IME, it's great for building full standalone applications. I've used it to build several internal tools for non-engineers. A tool like that doesn't need to work with a screen reader, or have native buttons, etc. It needs to be easy to build and iterate on.

This isn't to say a tool for non-engineers should have animations to make it useful. ImAnim should probably be used sparingly, if at all.

If you need the features of a full GUI toolkit, then by all means use Qt or wxWidgets etc, but that's a very big jump in project complexity.

johnnyanmacyesterday at 10:17 PM

>I certainly wouldn't want my development tools waste time with pointless animations.
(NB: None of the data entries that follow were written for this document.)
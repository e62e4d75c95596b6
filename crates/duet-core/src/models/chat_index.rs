use serde::{Deserialize, Serialize};

use super::user::UserProfile;

/// One user's stored view of a single conversation.
///
/// Both participants hold an entry with the same `conversation_id`; the
/// entries are personal (seen/hidden are entry-local) and are kept in step
/// by the reconciliation routine on every send.
#[derive(Debug, Clone, PartialEq, Serialize, Deserialize)]
pub struct IndexEntry {
    pub conversation_id: String,
    pub peer_id: String,
    #[serde(default)]
    pub last_message: String,
    /// True once the owner opened the conversation after the last update
    #[serde(default)]
    pub seen: bool,
    /// Soft delete: removed from the owner's visible list, data untouched
    #[serde(default)]
    pub hidden: bool,
    #[serde(default)]
    pub updated_at: u64,
}

/// The per-user index document: every conversation the owner participates in.
#[derive(Debug, Clone, Default, Serialize, Deserialize)]
pub struct ChatIndex {
    #[serde(default)]
    pub chats: Vec<IndexEntry>,
}

impl ChatIndex {
    pub fn entry(&self, conversation_id: &str) -> Option<&IndexEntry> {
        self.chats.iter().find(|e| e.conversation_id == conversation_id)
    }

    pub fn entry_mut(&mut self, conversation_id: &str) -> Option<&mut IndexEntry> {
        self.chats.iter_mut().find(|e| e.conversation_id == conversation_id)
    }
}

/// An index entry joined with the resolved peer profile; what list views
/// consume. Hidden entries are filtered out before this type is built.
#[derive(Debug, Clone)]
pub struct ConversationSummary {
    pub conversation_id: String,
    pub peer: UserProfile,
    pub last_message: String,
    pub seen: bool,
    pub updated_at: u64,
}

#[cfg(test)]
mod tests {
    use super::*;

    fn entry(conversation_id: &str, peer_id: &str) -> IndexEntry {
        IndexEntry {
            conversation_id: conversation_id.to_string(),
            peer_id: peer_id.to_string(),
            last_message: String::new(),
            seen: false,
            hidden: false,
            updated_at: 0,
        }
    }

    #[test]
    fn test_entry_lookup_by_conversation_id() {
        let mut index = ChatIndex {
            chats: vec![entry("c1", "u2"), entry("c2", "u3")],
        };

        assert_eq!(index.entry("c2").unwrap().peer_id, "u3");
        assert!(index.entry("c9").is_none());

        index.entry_mut("c1").unwrap().seen = true;
        assert!(index.entry("c1").unwrap().seen);
    }

    #[test]
    fn test_decodes_entry_without_flag_fields() {
        // Entries written by the conversation-creation path carry no flags
        let raw = r#"{"chats":[{"conversation_id":"c1","peer_id":"u2"}]}"#;
        let index: ChatIndex = serde_json::from_str(raw).unwrap();

        let entry = index.entry("c1").unwrap();
        assert!(!entry.seen);
        assert!(!entry.hidden);
        assert_eq!(entry.last_message, "");
        assert_eq!(entry.updated_at, 0);
    }

    #[test]
    fn test_decodes_empty_index_document() {
        let index: ChatIndex = serde_json::from_str("{}").unwrap();
        assert!(index.chats.is_empty());
    }
}
use std::path::{Path, PathBuf};

use anyhow::{bail, Context, Result};
use chrono::{Local, TimeZone};
use duet_core::models::{ConversationSummary, Message, UserProfile};
use duet_core::{
    resume, sign_in, sign_in_federated, sign_up, Backend, ChatClient, CoreConfig, CoreError, SignUp,
};

use crate::Commands;

pub fn default_data_dir() -> PathBuf {
    dirs::data_dir()
        .unwrap_or_else(|| PathBuf::from("."))
        .join("duet")
}

pub async fn run(data_dir: PathBuf, command: Commands) -> Result<()> {
    let backend = Backend::local(&CoreConfig::new(&data_dir))?;

    match command {
        Commands::SignUp {
            username,
            email,
            password,
            about,
        } => {
            let client = sign_up(
                &backend,
                &SignUp {
                    username: username.clone(),
                    email,
                    password,
                    about,
                },
            )
            .await?;
            println!("signed up as {} ({})", username, client.user_id());
        }

        Commands::SignIn { email, password } => {
            let client = sign_in(&backend, &email, &password).await?;
            let profile = client.profile().await?;
            println!("signed in as {}", profile.username);
        }

        Commands::SignInWith { provider, subject } => {
            let client = sign_in_federated(&backend, &provider, &subject).await?;
            let profile = client.profile().await?;
            println!("signed in as {} via {}", profile.username, provider);
        }

        Commands::SignOut => {
            let client = client(&backend).await?;
            client.sign_out().await?;
            println!("signed out");
        }

        Commands::Whoami => {
            let client = client(&backend).await?;
            let profile = client.profile().await?;
            println!("{} ({})", profile.username, profile.email);
            if !profile.about.is_empty() {
                println!("{}", profile.about);
            }
        }

        Commands::Users => {
            let client = client(&backend).await?;
            for user in client.list_users().await? {
                println!("{}", user.username);
            }
        }

        Commands::Find { username } => {
            let client = client(&backend).await?;
            match client.find_user(&username).await {
                Ok(user) => println!("{} ({})", user.username, user.id),
                Err(CoreError::UserNotFound) => println!("User not found."),
                Err(err) => return Err(err.into()),
            }
        }

        Commands::Add { username } => {
            let client = client(&backend).await?;
            let peer = client.find_user(&username).await?;
            if let Some(entry) = client.conversation_with(&peer.id).await? {
                println!("already chatting with {} ({})", username, entry.conversation_id);
                return Ok(());
            }
            let conversation_id = client.create_conversation(&peer).await?;
            println!("started conversation {} with {}", conversation_id, username);
        }

        Commands::Chats => {
            let client = client(&backend).await?;
            print_chat_list(&client.chat_list().await?);
        }

        Commands::Open { username } => {
            let client = client(&backend).await?;
            let (conversation_id, peer) = conversation_for(&client, &username).await?;
            client.mark_seen(&conversation_id).await?;

            let me = client.profile().await?;
            for message in client.conversation(&conversation_id).await? {
                print_message(&me, &peer, &message);
            }
            if !client.can_compose(&peer.id).await? {
                println!("(you cannot text this user)");
            }
        }

        Commands::Send { username, text } => {
            let client = client(&backend).await?;
            let (conversation_id, peer) = conversation_for(&client, &username).await?;
            client
                .send_text(&conversation_id, &peer.id, &text.join(" "))
                .await?;
        }

        Commands::SendFile { username, path } => {
            let client = client(&backend).await?;
            let (conversation_id, peer) = conversation_for(&client, &username).await?;
            let data = std::fs::read(&path)
                .with_context(|| format!("reading {}", path.display()))?;
            client
                .send_attachment(&conversation_id, &peer.id, &data, &file_name(&path))
                .await?;
        }

        Commands::Hide { username } => {
            let client = client(&backend).await?;
            let (conversation_id, _) = conversation_for(&client, &username).await?;
            client.hide_conversation(&conversation_id).await?;
            println!("hidden");
        }

        Commands::Block { username } => {
            let client = client(&backend).await?;
            let peer = client.find_user(&username).await?;
            client.block(&peer.id).await?;
            println!("blocked {}", username);
        }

        Commands::Unblock { username } => {
            let client = client(&backend).await?;
            let peer = client.find_user(&username).await?;
            client.unblock(&peer.id).await?;
            println!("unblocked {}", username);
        }

        Commands::Profile {
            username,
            about,
            avatar,
        } => {
            let client = client(&backend).await?;
            if username.is_some() || about.is_some() {
                client
                    .update_profile(username.as_deref(), about.as_deref())
                    .await?;
            }
            if let Some(path) = avatar {
                let data = std::fs::read(&path)
                    .with_context(|| format!("reading {}", path.display()))?;
                client.set_avatar(&data, &file_name(&path)).await?;
            }

            let profile = client.profile().await?;
            println!("{} ({})", profile.username, profile.email);
            if !profile.about.is_empty() {
                println!("{}", profile.about);
            }
            if let Some(avatar) = &profile.avatar {
                println!("avatar: {}", avatar);
            }
        }

        Commands::Media { username } => {
            let client = client(&backend).await?;
            let (conversation_id, _) = conversation_for(&client, &username).await?;
            for url in client.shared_media(&conversation_id).await? {
                println!("{}", url);
            }
        }

        Commands::Watch { username } => {
            let client = client(&backend).await?;
            watch(&client, username.as_deref()).await?;
        }
    }

    Ok(())
}

/// Resume the persisted session or explain how to get one.
async fn client(backend: &Backend) -> Result<ChatClient> {
    match resume(backend).await {
        Ok(client) => Ok(client),
        Err(CoreError::NoSession) => bail!("not signed in; run `duet sign-in` first"),
        Err(err) => Err(err.into()),
    }
}

/// Resolve a username to the conversation the session user has with them.
async fn conversation_for(client: &ChatClient, username: &str) -> Result<(String, UserProfile)> {
    let peer = client.find_user(username).await?;
    match client.conversation_with(&peer.id).await? {
        Some(entry) => Ok((entry.conversation_id, peer)),
        None => bail!("no conversation with {username}; run `duet add {username}`"),
    }
}

/// Follow the chat list live; with a peer, follow that conversation too.
async fn watch(client: &ChatClient, username: Option<&str>) -> Result<()> {
    let mut index = client.index_feed().await?;

    match username {
        Some(username) => {
            let (conversation_id, peer) = conversation_for(client, username).await?;
            let me = client.profile().await?;
            let mut messages = client.message_feed(&conversation_id).await?;
            let mut shown = 0usize;

            loop {
                tokio::select! {
                    Some(list) = index.next() => print_chat_list(&list),
                    Some(sequence) = messages.next() => {
                        for message in &sequence[shown.min(sequence.len())..] {
                            print_message(&me, &peer, message);
                        }
                        shown = sequence.len();
                    }
                    else => break,
                }
            }
        }
        None => {
            while let Some(list) = index.next().await {
                print_chat_list(&list);
            }
        }
    }

    Ok(())
}

fn print_chat_list(summaries: &[ConversationSummary]) {
    println!("── chats ──");
    for summary in summaries {
        let marker = if summary.seen { ' ' } else { '●' };
        println!(
            "{} {:<16} {:<40} {}",
            marker,
            summary.peer.username,
            summary.last_message,
            format_time(summary.updated_at)
        );
    }
}

fn print_message(me: &UserProfile, peer: &UserProfile, message: &Message) {
    let who = if message.sender_id == me.id {
        &me.username
    } else {
        &peer.username
    };
    println!(
        "[{}] {}: {}",
        format_time(message.sent_at),
        who,
        message.preview()
    );
}

fn format_time(unix_seconds: u64) -> String {
    match Local.timestamp_opt(unix_seconds as i64, 0) {
        chrono::LocalResult::Single(time) => time.format("%H:%M").to_string(),
        _ => unix_seconds.to_string(),
    }
}

fn file_name(path: &Path) -> String {
    path.file_name()
        .and_then(|name| name.to_str())
        .unwrap_or("attachment")
        .to_string()
}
On one hand I agree. On the other: where are these high performance real-time GUI kits these days? If it came down to IMGUI or shoving Electron into my app...

swatcoderyesterday at 6:07 PM

For applications where the aim is high sales volume and low support, you're absolutely right.

But "development/debug tools" is actually just a subset of professional or industrial utility applications where user count is low and support is on the extremes (either "capable self-support" or "Yes, Bob, of course we'll add that for you").

And in those utility applications, you probably don't need the noisy toy animations associated with modern consumer software, but animated data representations can be really valuable.

klaussilveirayesterday at 5:59 PM

imgui success is a silent protest from tons of C++ developers, fed up with the over-engineering and enterprise-ification of everything in this bloated ecosystem.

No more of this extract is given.